Add time-series support
Right now, MOSES has no support at all for time series.
This is important for inferring differential equations (from finite differences) which is central for learning motion and movement, which is in-turn central for robot movement and sports (the ball is coming at you; you see it in your video feed. Where does your robot gripper need to be to catch it? When should the gripper close? The ball is arcing due to gravity, and maybe its a nerf ball and slowing due to air drag, so you need two neighboring time-series points to discover the 2nd-order difference equation.)

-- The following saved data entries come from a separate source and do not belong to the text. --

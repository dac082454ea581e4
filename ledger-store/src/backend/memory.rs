//! In-memory backend.
//!
//! Two tables, like a browser IndexedDB layout: `collections` keyed by ID
//! and `objects` keyed by `(collection_id, id)`. Deleting a collection
//! range-deletes its slice of the objects table.

use async_trait::async_trait;
use serde_json::Value;
use std::collections::{BTreeMap, BTreeSet};
use std::ops::Bound;
use std::sync::atomic::{AtomicBool, AtomicU32, Ordering};
use tokio::sync::RwLock;
use tracing::debug;

use super::StorageBackend;
use crate::action::Action;
use crate::error::{Result, StoreError};

#[derive(Debug, Default)]
struct Tables {
    collections: BTreeSet<String>,
    objects: BTreeMap<(String, String), Value>,
}

impl Tables {
    fn object_range<'a>(
        &'a self,
        collection: &'a str,
    ) -> impl Iterator<Item = (&'a (String, String), &'a Value)> + 'a {
        let start = (collection.to_string(), String::new());
        self.objects
            .range((Bound::Included(start), Bound::Unbounded))
            .take_while(move |((c, _), _)| c == collection)
    }

    fn require_collection(&self, collection: &str) -> Result<()> {
        if self.collections.contains(collection) {
            Ok(())
        } else {
            Err(StoreError::CollectionNotFound(collection.to_string()))
        }
    }
}

/// Volatile backend, mainly for embedded use and tests.
#[derive(Debug, Default)]
pub struct MemoryBackend {
    tables: RwLock<Tables>,
    open: AtomicBool,
    open_count: AtomicU32,
}

impl MemoryBackend {
    pub fn new() -> Self {
        Self::default()
    }

    /// How many times `open` has been called.
    pub fn open_count(&self) -> u32 {
        self.open_count.load(Ordering::SeqCst)
    }

    /// Number of stored objects across all collections.
    pub async fn object_count(&self) -> usize {
        self.tables.read().await.objects.len()
    }
}

#[async_trait]
impl StorageBackend for MemoryBackend {
    fn name(&self) -> &str {
        "memory"
    }

    async fn open(&self) -> Result<()> {
        self.open_count.fetch_add(1, Ordering::SeqCst);
        self.open.store(true, Ordering::SeqCst);
        debug!("Memory backend opened");
        Ok(())
    }

    async fn close(&self) -> Result<()> {
        self.open.store(false, Ordering::SeqCst);
        Ok(())
    }

    async fn has_collection(&self, id: &str) -> Result<bool> {
        Ok(self.tables.read().await.collections.contains(id))
    }

    async fn read_object(&self, collection: &str, id: &str) -> Result<Option<Value>> {
        let tables = self.tables.read().await;
        Ok(tables
            .objects
            .get(&(collection.to_string(), id.to_string()))
            .cloned())
    }

    async fn read_all(&self, collection: &str) -> Result<Vec<(String, Value)>> {
        let tables = self.tables.read().await;
        Ok(tables
            .object_range(collection)
            .map(|((_, id), value)| (id.clone(), value.clone()))
            .collect())
    }

    async fn apply(&self, action: &Action) -> Result<()> {
        let mut tables = self.tables.write().await;
        match action {
            Action::CreateCollection { id, force } => {
                if !tables.collections.insert(id.clone()) && !force {
                    return Err(StoreError::DuplicateCollection(id.clone()));
                }
            }
            Action::DeleteCollection { id } => {
                if !tables.collections.remove(id) {
                    return Err(StoreError::CollectionNotFound(id.clone()));
                }
                let keys: Vec<(String, String)> =
                    tables.object_range(id).map(|(key, _)| key.clone()).collect();
                for key in keys {
                    tables.objects.remove(&key);
                }
            }
            Action::Insert {
                collection,
                id,
                object,
                force,
            } => {
                tables.require_collection(collection)?;
                let key = (collection.clone(), id.clone());
                if !force && tables.objects.contains_key(&key) {
                    return Err(StoreError::duplicate_object(collection, id));
                }
                tables.objects.insert(key, object.clone());
            }
            Action::Replace {
                collection,
                id,
                object,
            } => {
                tables.require_collection(collection)?;
                match tables.objects.get_mut(&(collection.clone(), id.clone())) {
                    Some(slot) => *slot = object.clone(),
                    None => return Err(StoreError::object_not_found(collection, id)),
                }
            }
            Action::Remove { collection, id } => {
                tables.require_collection(collection)?;
                if tables
                    .objects
                    .remove(&(collection.clone(), id.clone()))
                    .is_none()
                {
                    return Err(StoreError::object_not_found(collection, id));
                }
            }
        }
        Ok(())
    }

    async fn remove_all_data(&self) -> Result<()> {
        let mut tables = self.tables.write().await;
        tables.collections.clear();
        tables.objects.clear();
        Ok(())
    }
}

So for example, from a video feed, you have ball position x,y at times t1, t2, t3 ...
Right now, moses takes as input a collection of rows; these rows could be in any order; they are unrelated to each other. Sure you could give it rows:
t1, x1, y1 t2, x2, y2 t3, x3, y3
and maybe it could infer something, but this is a much harder problem, because it is an integral problem, rather than a differential problem. You want to be able to look at differences between neighboring rows, and right now MOSES cannot do that. Difference equations are much easier to spot than integral equations.
You could hack around this in various ugly ways e.g. putting two or three rows into one, but these are .. hacks. e.g
t1 x1 y1 x2 y2 t2 x2 y3 x3 y3 t3 x3 y3 x4 y4
Create an analogue of OpenBiomind using MOSES
- Language: C++ and R
- Code: http://code.google.com/p/openbiomind
- List: http://groups.google.com/group/openbiomind
- License: GPLv2
OpenBiomind is a Java toolkit contains code for applying genetic programming to analyze gene expression microarray data and SNP data. This approach has been successfully used to learn diagnostic rules for cancer, Alzheimer's, Parkinson's and other diseases, as reflected in several publications.
MOSES is a more powerful tool for microarray and SNP data analysis, than the GP system used in OpenBiomind. Also, the Java code for OpenBiomind is not as flexible and extensible as it should be.
It would be desirable to implement an analogue of OpenBiomind utilizing MOSES. A lot of headway has already been made in this direction using the R language, but more parts still need to be implemented.
- Looks good for Semester of Code; Mike Duncan could mentor
Use kernel methods to pre-filter continuous data
Continuous-valued data is often very noisy, and thus difficult to fit (i.e. difficult to converge to a well-fitting function). One can remove (filter out) a lot of the noise by binning it into discrete bins; and replacing a continuous-valued feature by a discrete-valued one (or as N binary-valued features for some small N).
The problem with binning is that if there are multiple continuous-valued features, they are often strongly correlated with each other. Binning them will smother some of this correlation, which is probably not a good thing. Thus, it would be better if the continuous-valued features were diagonalized into orthogonal components before being binned. The SVM, PCA and perceptron algos are all good ways to perform this diagonalization. They all implement a common, basic idea of diagonalization, refered to as "kernel methods".
So: the idea is to pass continous-valued features through some diagonalization stage before feeding them to MOSES. Note: this requires finding a good dataset which will demonstrate the utility of this approach.
Enable MOSES to learn recursive functions using fold
Within Reduct/MOSES, make use of the algebra of fold, as Moshe hints at the bottom of page 5 of "A Representation of Programs for Learning and Reasoning" (Looks, Goertzel).
Combo currently supports the fold primitive and lists. However, there is currently no clear/practical way of deploying these within the context of MOSES.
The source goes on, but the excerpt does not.